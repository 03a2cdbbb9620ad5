// SPDX-License-Identifier: MPL-2.0
//! Alert newtypes.
//!
//! This module provides type-safe wrappers for alert settings,
//! ensuring they are always within valid ranges.

use std::time::Duration;

// =============================================================================
// History Capacity
// =============================================================================

/// Removal history capacity bounds (1 to 500 entries).
pub mod history_capacity_bounds {
    /// Minimum history capacity.
    pub const MIN: usize = 1;
    /// Maximum history capacity.
    pub const MAX: usize = 500;
    /// Default history capacity.
    pub const DEFAULT: usize = 50;
}

/// Number of removed alerts kept for display in the recent-alerts list.
///
/// Values outside 1–500 are clamped.
#[derive(Debug, Clone, Copy, PartialEq, Eq)]
pub struct HistoryCapacity(usize);

impl HistoryCapacity {
    /// Creates a new history capacity, clamping to valid range.
    #[must_use]
    pub fn new(value: usize) -> Self {
        Self(value.clamp(history_capacity_bounds::MIN, history_capacity_bounds::MAX))
    }

    /// Returns the value as usize.
    #[must_use]
    pub fn value(self) -> usize {
        self.0
    }
}

impl Default for HistoryCapacity {
    fn default() -> Self {
        Self(history_capacity_bounds::DEFAULT)
    }
}

// =============================================================================
// Tick Interval
// =============================================================================

/// Tick interval bounds in milliseconds (10 to 1000).
pub mod tick_interval_bounds {
    /// Minimum interval.
    pub const MIN_MS: u64 = 10;
    /// Maximum interval.
    pub const MAX_MS: u64 = 1000;
    /// Default interval.
    pub const DEFAULT_MS: u64 = 100;
}

/// How often the host advances alert lifetimes.
#[derive(Debug, Clone, Copy, PartialEq, Eq)]
pub struct TickInterval(u64);

impl TickInterval {
    /// Creates a new interval, clamping to valid range.
    #[must_use]
    pub fn new(millis: u64) -> Self {
        Self(millis.clamp(tick_interval_bounds::MIN_MS, tick_interval_bounds::MAX_MS))
    }

    /// Returns the interval in milliseconds.
    #[must_use]
    pub fn value(self) -> u64 {
        self.0
    }

    /// Returns the interval as a Duration.
    #[must_use]
    pub fn as_duration(self) -> Duration {
        Duration::from_millis(self.0)
    }
}

impl Default for TickInterval {
    fn default() -> Self {
        Self(tick_interval_bounds::DEFAULT_MS)
    }
}

// =============================================================================
// Detection Period
// =============================================================================

/// Detection roll period bounds in seconds (1 to 3600).
pub mod detection_period_bounds {
    /// Minimum period.
    pub const MIN_SECS: u64 = 1;
    /// Maximum period.
    pub const MAX_SECS: u64 = 3600;
    /// Default period.
    pub const DEFAULT_SECS: u64 = 5;
}

/// Time between two rolls of the simulated detection feed.
#[derive(Debug, Clone, Copy, PartialEq, Eq)]
pub struct DetectionPeriod(u64);

impl DetectionPeriod {
    /// Creates a new period, clamping to valid range.
    #[must_use]
    pub fn new(secs: u64) -> Self {
        Self(secs.clamp(
            detection_period_bounds::MIN_SECS,
            detection_period_bounds::MAX_SECS,
        ))
    }

    /// Returns the period in seconds.
    #[must_use]
    pub fn value(self) -> u64 {
        self.0
    }

    #[must_use]
    pub fn as_duration(self) -> Duration {
        Duration::from_secs(self.0)
    }
}

impl Default for DetectionPeriod {
    fn default() -> Self {
        Self(detection_period_bounds::DEFAULT_SECS)
    }
}

#[cfg(test)]
mod tests {
    use super::*;

    #[test]
    fn history_capacity_clamps() {
        assert_eq!(HistoryCapacity::new(0).value(), history_capacity_bounds::MIN);
        assert_eq!(
            HistoryCapacity::new(10_000).value(),
            history_capacity_bounds::MAX
        );
        assert_eq!(HistoryCapacity::new(20).value(), 20);
    }

    #[test]
    fn tick_interval_clamps_and_converts() {
        assert_eq!(TickInterval::new(1).value(), tick_interval_bounds::MIN_MS);
        assert_eq!(TickInterval::new(60_000).value(), tick_interval_bounds::MAX_MS);
        assert_eq!(
            TickInterval::default().as_duration(),
            Duration::from_millis(100)
        );
    }

    #[test]
    fn detection_period_clamps() {
        assert_eq!(DetectionPeriod::new(0).value(), detection_period_bounds::MIN_SECS);
        assert_eq!(
            DetectionPeriod::new(u64::MAX).value(),
            detection_period_bounds::MAX_SECS
        );
        assert_eq!(DetectionPeriod::default().as_duration(), Duration::from_secs(5));
    }
}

Aim of the task
Among the entries, copy every line containing the word "Returns".

Solved problem
    /// Returns the value as usize.
    /// Returns the interval in milliseconds.
    /// Returns the interval as a Duration.
    /// Returns the period in seconds.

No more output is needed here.